>>>

//! Quota evaluation and search admission.
//!
//! Both request paths meet here: the admission gate (check, run, record)
//! and the usage report both call the same evaluator, so the count the
//! gate enforces is the count the dashboard displays.

use std::future::Future;
use std::str::FromStr;
use std::sync::Arc;

use chrono::{DateTime, Utc, Weekday};

use mapscout_core::{
    reset_at, window_start, Account, ConsumptionEvent, EventId, EventKind, PlanCatalog,
    UsageSnapshot,
};
use mapscout_store::{Store, StoreError};

/// What the admission gate does when the event count cannot be read.
///
/// This is a deployment policy, not a code path the service picks silently:
/// `FailOpen` admits the request and logs at ERROR (a paying user is never
/// blocked by an accounting outage, monitoring fires on every occurrence);
/// `FailClosed` denies until the store recovers.
#[derive(Debug, Clone, Copy, PartialEq, Eq, Default)]
pub enum StoreFailurePolicy {
    /// Admit when usage cannot be counted; log loudly.
    #[default]
    FailOpen,
    /// Deny when usage cannot be counted.
    FailClosed,
}

/// Error from parsing a [`StoreFailurePolicy`] label.
#[derive(Debug, thiserror::Error)]
#[error("invalid store failure policy: {0}")]
pub struct ParsePolicyError(String);

impl FromStr for StoreFailurePolicy {
    type Err = ParsePolicyError;

    fn from_str(s: &str) -> Result<Self, Self::Err> {
        match s.trim().to_ascii_lowercase().as_str() {
            "fail_open" | "fail-open" | "open" => Ok(Self::FailOpen),
            "fail_closed" | "fail-closed" | "closed" => Ok(Self::FailClosed),
            other => Err(ParsePolicyError(other.to_string())),
        }
    }
}

/// Computes point-in-time usage snapshots for accounts.
///
/// Stateless aggregation over the event log: each evaluation resolves the
/// account's tier, derives the active window, and counts events inside it.
/// Nothing is cached between calls, so a snapshot can never go stale past a
/// window boundary.
#[derive(Clone)]
pub struct QuotaEvaluator {
    store: Arc<dyn Store>,
    catalog: Arc<PlanCatalog>,
    week_start: Weekday,
}

impl QuotaEvaluator {
    /// Create an evaluator over a store and plan catalog.
    #[must_use]
    pub fn new(store: Arc<dyn Store>, catalog: Arc<PlanCatalog>, week_start: Weekday) -> Self {
        Self {
            store,
            catalog,
            week_start,
        }
    }

    /// Evaluate an account's usage against the current wall clock.
    ///
    /// # Errors
    ///
    /// Returns the store error if the event count cannot be read.
    pub fn evaluate(&self, account: &Account) -> Result<UsageSnapshot, StoreError> {
        self.evaluate_at(account, Utc::now())
    }

    /// Evaluate an account's usage as of an explicit instant.
    ///
    /// Separating the clock from the computation lets tests replay event
    /// sequences around window boundaries without waiting for real time.
    ///
    /// # Errors
    ///
    /// Returns the store error if the event count cannot be read.
    pub fn evaluate_at(
        &self,
        account: &Account,
        now: DateTime<Utc>,
    ) -> Result<UsageSnapshot, StoreError> {
        // Unknown tiers resolve to the default tier; the error never
        // reaches a caller.
        let tier = self.catalog.resolve(account.tier_id.as_ref());
        let start = window_start(tier.window, now, self.week_start);
        let current = self
            .store
            .count_since(&account.account_id, EventKind::Search, start)?;
        Ok(UsageSnapshot::from_count(
            tier,
            current,
            reset_at(tier.window, start),
        ))
    }
}

/// A successfully admitted operation result.
#[derive(Debug)]
pub struct Admitted<T> {
    /// The protected operation's output.
    pub value: T,
    /// The recorded consumption event, if recording succeeded.
    pub event_id: Option<EventId>,
}

/// Reasons an admission did not produce a result.
#[derive(Debug, thiserror::Error)]
pub enum AdmissionError<E> {
    /// The account has no allowance left in the active window.
    #[error("quota exceeded: {}/{} ({})", .0.current, .0.limit, .0.window)]
    QuotaExceeded(Box<UsageSnapshot>),

    /// The event count could not be read and the policy is fail-closed.
    #[error("usage store unavailable: {0}")]
    Store(#[from] StoreError),

    /// The protected operation itself failed; no quota was consumed.
    #[error("operation failed: {0}")]
    Operation(E),
}

/// Wraps a protected operation in the check-then-record sequence.
///
/// The evaluate/record pair is deliberately not atomic: two concurrent
/// admissions at one remaining slot can both pass the check, overshooting
/// the limit by at most the number of in-flight requests. Availability is
/// preferred over strict enforcement; there is no per-account lock.
pub struct AdmissionGate {
    evaluator: QuotaEvaluator,
    store: Arc<dyn Store>,
    policy: StoreFailurePolicy,
}

impl AdmissionGate {
    /// Create a gate over an evaluator and the store it records into.
    #[must_use]
    pub fn new(
        evaluator: QuotaEvaluator,
        store: Arc<dyn Store>,
        policy: StoreFailurePolicy,
    ) -> Self {
        Self {
            evaluator,
            store,
            policy,
        }
    }

    /// Run `operation` if the account has allowance left, then record one
    /// consumption event.
    ///
    /// A denied admission never polls the operation. A failed operation is
    /// free: no event is recorded. A recording failure after a successful
    /// operation is logged and swallowed — the result has already been
    /// produced and the user is not penalized for an accounting fault.
    ///
    /// # Errors
    ///
    /// - [`AdmissionError::QuotaExceeded`] when the window allowance is
    ///   used up; carries the snapshot for the denial response.
    /// - [`AdmissionError::Store`] when the count is unreadable under the
    ///   fail-closed policy.
    /// - [`AdmissionError::Operation`] when the operation itself fails.
    pub async fn admit<T, E, F>(
        &self,
        account: &Account,
        operation: F,
    ) -> Result<Admitted<T>, AdmissionError<E>>
    where
        F: Future<Output = Result<T, E>>,
    {
        match self.evaluator.evaluate(account) {
            Ok(snapshot) if !snapshot.has_remaining() => {
                return Err(AdmissionError::QuotaExceeded(Box::new(snapshot)));
            }
            Ok(_) => {}
            Err(e) => match self.policy {
                StoreFailurePolicy::FailClosed => {
                    tracing::error!(
                        account_id = %account.account_id,
                        error = %e,
                        "Usage count unavailable; denying admission (fail-closed)"
                    );
                    return Err(AdmissionError::Store(e));
                }
                StoreFailurePolicy::FailOpen => {
                    tracing::error!(
                        account_id = %account.account_id,
                        error = %e,
                        "Usage count unavailable; admitting anyway (fail-open)"
                    );
                }
            },
        }

        let value = match operation.await {
            Ok(value) => value,
            Err(e) => return Err(AdmissionError::Operation(e)),
        };

        let event = ConsumptionEvent::search(account.account_id);
        let event_id = match self.store.record_event(&event) {
            Ok(()) => Some(event.event_id),
            Err(e) => {
                tracing::warn!(
                    account_id = %account.account_id,
                    error = %e,
                    "Failed to record consumption event; search already served"
                );
                None
            }
        };

        Ok(Admitted { value, event_id })
    }
}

<<<

*PROBLEM DETAILS:* Transcribe the records in full, keeping every character as it is.

*SOLUTION TO THIS TASK:*
//! Quota evaluation and search admission.
//!
//! Both request paths meet here: the admission gate (check, run, record)
//! and the usage report both call the same evaluator, so the count the
//! gate enforces is the count the dashboard displays.

use std::future::Future;
use std::str::FromStr;
use std::sync::Arc;

use chrono::{DateTime, Utc, Weekday};

use mapscout_core::{
    reset_at, window_start, Account, ConsumptionEvent, EventId, EventKind, PlanCatalog,
    UsageSnapshot,
};
use mapscout_store::{Store, StoreError};

/// What the admission gate does when the event count cannot be read.
///
/// This is a deployment policy, not a code path the service picks silently:
/// `FailOpen` admits the request and logs at ERROR (a paying user is never
/// blocked by an accounting outage, monitoring fires on every occurrence);
/// `FailClosed` denies until the store recovers.
#[derive(Debug, Clone, Copy, PartialEq, Eq, Default)]
pub enum StoreFailurePolicy {
    /// Admit when usage cannot be counted; log loudly.
    #[default]
    FailOpen,
    /// Deny when usage cannot be counted.
    FailClosed,
}

/// Error from parsing a [`StoreFailurePolicy`] label.
#[derive(Debug, thiserror::Error)]
#[error("invalid store failure policy: {0}")]
pub struct ParsePolicyError(String);

impl FromStr for StoreFailurePolicy {
    type Err = ParsePolicyError;

    fn from_str(s: &str) -> Result<Self, Self::Err> {
        match s.trim().to_ascii_lowercase().as_str() {
            "fail_open" | "fail-open" | "open" => Ok(Self::FailOpen),
            "fail_closed" | "fail-closed" | "closed" => Ok(Self::FailClosed),
            other => Err(ParsePolicyError(other.to_string())),
        }
    }
}

/// Computes point-in-time usage snapshots for accounts.
///
/// Stateless aggregation over the event log: each evaluation resolves the
/// account's tier, derives the active window, and counts events inside it.
/// Nothing is cached between calls, so a snapshot can never go stale past a
/// window boundary.
#[derive(Clone)]
pub struct QuotaEvaluator {
    store: Arc<dyn Store>,
    catalog: Arc<PlanCatalog>,
    week_start: Weekday,
}

impl QuotaEvaluator {
    /// Create an evaluator over a store and plan catalog.
    #[must_use]
    pub fn new(store: Arc<dyn Store>, catalog: Arc<PlanCatalog>, week_start: Weekday) -> Self {
        Self {
            store,
            catalog,
            week_start,
        }
    }

    /// Evaluate an account's usage against the current wall clock.
    ///
    /// # Errors
    ///
    /// Returns the store error if the event count cannot be read.
    pub fn evaluate(&self, account: &Account) -> Result<UsageSnapshot, StoreError> {
        self.evaluate_at(account, Utc::now())
    }

    /// Evaluate an account's usage as of an explicit instant.
    ///
    /// Separating the clock from the computation lets tests replay event
    /// sequences around window boundaries without waiting for real time.
    ///
    /// # Errors
    ///
    /// Returns the store error if the event count cannot be read.
    pub fn evaluate_at(
        &self,
        account: &Account,
        now: DateTime<Utc>,
    ) -> Result<UsageSnapshot, StoreError> {
        // Unknown tiers resolve to the default tier; the error never
        // reaches a caller.
        let tier = self.catalog.resolve(account.tier_id.as_ref());
        let start = window_start(tier.window, now, self.week_start);
        let current = self
            .store
            .count_since(&account.account_id, EventKind::Search, start)?;
        Ok(UsageSnapshot::from_count(
            tier,
            current,
            reset_at(tier.window, start),
        ))
    }
}

/// A successfully admitted operation result.
#[derive(Debug)]
pub struct Admitted<T> {
    /// The protected operation's output.
    pub value: T,
    /// The recorded consumption event, if recording succeeded.
    pub event_id: Option<EventId>,
}

/// Reasons an admission did not produce a result.
#[derive(Debug, thiserror::Error)]
pub enum AdmissionError<E> {
    /// The account has no allowance left in the active window.
    #[error("quota exceeded: {}/{} ({})", .0.current, .0.limit, .0.window)]
    QuotaExceeded(Box<UsageSnapshot>),

    /// The event count could not be read and the policy is fail-closed.
    #[error("usage store unavailable: {0}")]
    Store(#[from] StoreError),

    /// The protected operation itself failed; no quota was consumed.
    #[error("operation failed: {0}")]
    Operation(E),
}

/// Wraps a protected operation in the check-then-record sequence.
///
/// The evaluate/record pair is deliberately not atomic: two concurrent
/// admissions at one remaining slot can both pass the check, overshooting
/// the limit by at most the number of in-flight requests. Availability is
/// preferred over strict enforcement; there is no per-account lock.
pub struct AdmissionGate {
    evaluator: QuotaEvaluator,
    store: Arc<dyn Store>,
    policy: StoreFailurePolicy,
}

impl AdmissionGate {
    /// Create a gate over an evaluator and the store it records into.
    #[must_use]
    pub fn new(
        evaluator: QuotaEvaluator,
        store: Arc<dyn Store>,
        policy: StoreFailurePolicy,
    ) -> Self {
        Self {
            evaluator,
            store,
            policy,
        }
    }

    /// Run `operation` if the account has allowance left, then record one
    /// consumption event.
    ///
    /// A denied admission never polls the operation. A failed operation is
    /// free: no event is recorded. A recording failure after a successful
    /// operation is logged and swallowed — the result has already been
    /// produced and the user is not penalized for an accounting fault.
    ///
    /// # Errors
    ///
    /// - [`AdmissionError::QuotaExceeded`] when the window allowance is
    ///   used up; carries the snapshot for the denial response.
    /// - [`AdmissionError::Store`] when the count is unreadable under the
    ///   fail-closed policy.
    /// - [`AdmissionError::Operation`] when the operation itself fails.
    pub async fn admit<T, E, F>(
        &self,
        account: &Account,
        operation: F,
    ) -> Result<Admitted<T>, AdmissionError<E>>
    where
        F: Future<Output = Result<T, E>>,
    {
        match self.evaluator.evaluate(account) {
            Ok(snapshot) if !snapshot.has_remaining() => {
                return Err(AdmissionError::QuotaExceeded(Box::new(snapshot)));
            }
            Ok(_) => {}
            Err(e) => match self.policy {
                StoreFailurePolicy::FailClosed => {
                    tracing::error!(
                        account_id = %account.account_id,
                        error = %e,
                        "Usage count unavailable; denying admission (fail-closed)"
                    );
                    return Err(AdmissionError::Store(e));
                }
                StoreFailurePolicy::FailOpen => {
                    tracing::error!(
                        account_id = %account.account_id,
                        error = %e,
                        "Usage count unavailable; admitting anyway (fail-open)"
                    );
                }
            },
        }

        let value = match operation.await {
            Ok(value) => value,
            Err(e) => return Err(AdmissionError::Operation(e)),
        };

        let event = ConsumptionEvent::search(account.account_id);
        let event_id = match self.store.record_event(&event) {
            Ok(()) => Some(event.event_id),
            Err(e) => {
                tracing::warn!(
                    account_id = %account.account_id,
                    error = %e,
                    "Failed to record consumption event; search already served"
                );
                None
            }
        };

        Ok(Admitted { value, event_id })
    }
}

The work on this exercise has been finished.